All suggestions are highly appreciated :-)

Best regards,
Christopher May
Hub and Spoke VPN [ In reply to ]
mkrzych@post.pl (Krzysztof Maj) writes:

> Hi,
> I have a question about a VPN Hub and Spoke topology, but a quite bit
> diffrent then a normal Juniper configuration. As everybody can read in
> docs I have for example 2 CE's connected to diffrent PE's (Spokes) and
> one PE with HUB CE router.
> To achieve this topology I must to configure two VRF: one for spokes
> and one for Hub routes.

You need 2 route targets. You may or may not need two VRFs in a given PE.

> I must to have two interfaces to hub CE router
> in diffrent VRFs too. Is it true?

Not is most cases. The recomendation for 2 interfaces comes from
scenarios where it is required to advertised routes received from
remote spokes back into other spokes. Given that there is no loop
prevention mechanism for that scenario, one must pass those through
and external peering session that tags an AS# to it...

Still, w/ 6.0+ i would probably recomend that you use a logical router
inside the box, or some other hackery, to loop routes around.

>
> Now imagine that I have 3 CE routers in one PE location and one CE
> router in other PE location where the hub is connected. All 4 CE
> routers are in the same VPN!

If you have spoke + hub in same PE these must be in separate VRFs. A
VRF is essentially a routing view and these guys need a different view
of the universe.

> I like to all traffic from particular CE's (Spokes) send via Hub CE,
> but not between CE's directly.
> Remember that all routers are in the same VPN (I have one VRF).
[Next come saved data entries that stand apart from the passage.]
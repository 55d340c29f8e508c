//! Wizard session state.
//!
//! A session owns the business-day calendar and the feature table once they
//! exist, and threads the table through each step function by value. Steps that
//! need upstream state fail with a precondition error when it is absent; a
//! failed step leaves the previous table untouched.

use std::path::Path;

use chrono::NaiveDate;
use tracing::{info, warn};

use crate::calendar::{BusinessCalendar, HolidayCalendar};
use crate::domain::ModelType;
use crate::error::AppError;
use crate::io::history::{HistoricalData, load_history};
use crate::models::model_type_for;
use crate::table::FeatureTable;
use crate::table::events::{EventSet, TariffEvent, apply_events};
use crate::table::levels::{LevelInput, apply_levels};
use crate::table::schema::{ColumnDelta, Selection, select_columns};

#[derive(Debug, Clone, Default)]
pub struct WizardSession {
    calendar: Option<BusinessCalendar>,
    table: Option<FeatureTable>,
    selection: Selection,
    events: EventSet,
    zero_means_missing: bool,
}

impl WizardSession {
    pub fn new() -> Self {
        Self::default()
    }

    /// Treat entered 0.0 levels as "not entered".
    pub fn with_zero_means_missing(mut self, on: bool) -> Self {
        self.zero_means_missing = on;
        self
    }

    /// Build the calendar for `[start, end]` and a fresh date-only table.
    ///
    /// Re-initializing discards the previous table, selection and events.
    pub fn initialize(
        &mut self,
        start: NaiveDate,
        end: NaiveDate,
        holidays: &impl HolidayCalendar,
    ) -> Result<&FeatureTable, AppError> {
        let calendar = BusinessCalendar::build(start, end, holidays)?;
        let table = FeatureTable::from_calendar(&calendar)?;
        info!(%start, %end, business_days = calendar.len(), "calendar initialized");
        self.calendar = Some(calendar);
        self.selection = Selection::default();
        self.events = EventSet::new();
        Ok(self.table.insert(table))
    }

    pub fn calendar(&self) -> Result<&BusinessCalendar, AppError> {
        self.calendar
            .as_ref()
            .ok_or_else(|| AppError::precondition("No business-day calendar. Run calendar initialization first."))
    }

    pub fn table(&self) -> Result<&FeatureTable, AppError> {
        self.table
            .as_ref()
            .ok_or_else(|| AppError::precondition("No feature table. Run calendar initialization first."))
    }

    pub fn into_table(self) -> Result<FeatureTable, AppError> {
        self.table
            .ok_or_else(|| AppError::precondition("No feature table. Run calendar initialization first."))
    }

    pub fn selection(&self) -> &Selection {
        &self.selection
    }

    pub fn events(&self) -> &EventSet {
        &self.events
    }

    /// Left-join historical columns onto the table.
    pub fn merge_history(&mut self, history: &HistoricalData) -> Result<(), AppError> {
        let table = self.table()?.clone().merge_history(history);
        info!(
            columns = history.columns.len(),
            rows = history.rows_used(),
            row_errors = history.row_errors.len(),
            "history merged"
        );
        self.table = Some(table);
        Ok(())
    }

    /// Load and merge a history CSV; an unreadable file only logs a warning.
    pub fn load_history_lenient(&mut self, path: &Path) -> Result<bool, AppError> {
        self.table()?;
        match load_history(path) {
            Ok(history) => {
                for e in &history.row_errors {
                    warn!(line = e.line, "{}", e.message);
                }
                self.merge_history(&history)?;
                Ok(true)
            }
            Err(err) => {
                warn!(path = %path.display(), "history not loaded: {err}");
                Ok(false)
            }
        }
    }

    /// Rebuild the column set for `selection`, then re-apply recorded events.
    pub fn select(&mut self, selection: Selection) -> Result<ColumnDelta, AppError> {
        let (mut table, delta) = select_columns(self.table()?.clone(), &selection)?;
        if !self.events.is_empty() {
            table = apply_events(table, &self.events)?;
        }
        self.table = Some(table);
        self.selection = selection;
        Ok(delta)
    }

    pub fn apply_levels(&mut self, input: &LevelInput) -> Result<(), AppError> {
        let table = apply_levels(self.table()?.clone(), input, self.zero_means_missing)?;
        self.table = Some(table);
        Ok(())
    }

    /// Record one event; dates outside the calendar are ignored (`Ok(false)`).
    pub fn record_event(&mut self, category: &str, date: NaiveDate) -> Result<bool, AppError> {
        let calendar = self
            .calendar
            .as_ref()
            .ok_or_else(|| AppError::precondition("No business-day calendar. Run calendar initialization first."))?;
        self.events.record(category, date, calendar)
    }

    pub fn record_events<'a>(&mut self, events: impl IntoIterator<Item = &'a TariffEvent>) -> Result<usize, AppError> {
        let calendar = self
            .calendar
            .as_ref()
            .ok_or_else(|| AppError::precondition("No business-day calendar. Run calendar initialization first."))?;
        self.events.record_all(events, calendar)
    }

    /// Write flag and effect columns for the recorded events.
    pub fn apply_events(&mut self) -> Result<(), AppError> {
        self.calendar()?;
        let table = apply_events(self.table()?.clone(), &self.events)?;
        self.table = Some(table);
        Ok(())
    }

    pub fn model_type(&self) -> Result<ModelType, AppError> {
        model_type_for(self.table()?)
    }
}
Not sure i can parse this statement. A typical hub & spoke scenario is
where spokes are not allowed to talk to each other directly.

The simplest configuration for this is:

routing-instances {
spoke {
instance-type vrf;
vrf-target import target:10458:1; /* hub RT */
vrf-target export target:10458:2; /* spoke RT */
interface ;
}
hub {
instance-type vrf;
vrf-target export target:10458:1; /* hub RT */
vrf-target import target:10458:2; /* spoke RT */
interface <if-hub>;
routing-options {
static {
x.y/z { /* aggregate of spoke prefixes */
next-hop <if-hub>;
}
}
}
}
}

This is if you have mpls switching downstream on the hub instance. If
you want to enable IP switching there it is a tad bit more complex in
terms of policy.

>
> The question is how I can do it?

In way too many ways :-)

Not sure i understand the full contrains of your problem.

Pedro.
Hub and Spoke VPN [ In reply to ]
In 6.0+ can you shed some light regarding to the use of logical router
or other hackeries to loop routes around?

-joe


-----Original Message-----
From: juniper-nsp-bounces@puck.nether.net
[mailto:juniper-nsp-bounces@puck.nether.net] On Behalf Of Pedro Roque
Marques
Sent: Friday, November 07, 2003 2:32 PM
To: Krzysztof Maj
Cc: juniper-nsp@puck.nether.net
Subject: Re: [j-nsp] Hub and Spoke VPN

mkrzych@post.pl (Krzysztof Maj) writes:

> Hi,
> I have a question about a VPN Hub and Spoke topology, but a quite bit
> diffrent then a normal Juniper configuration. As everybody can read in
> docs I have for example 2 CE's connected to diffrent PE's (Spokes) and
> one PE with HUB CE router.
> To achieve this topology I must to configure two VRF: one for spokes
> and one for Hub routes.

You need 2 route targets. You may or may not need two VRFs in a given
PE.

> I must to have two interfaces to hub CE router
> in diffrent VRFs too. Is it true?

Not is most cases. The recomendation for 2 interfaces comes from
scenarios where it is required to advertised routes received from
remote spokes back into other spokes. Given that there is no loop
prevention mechanism for that scenario, one must pass those through
and external peering session that tags an AS# to it...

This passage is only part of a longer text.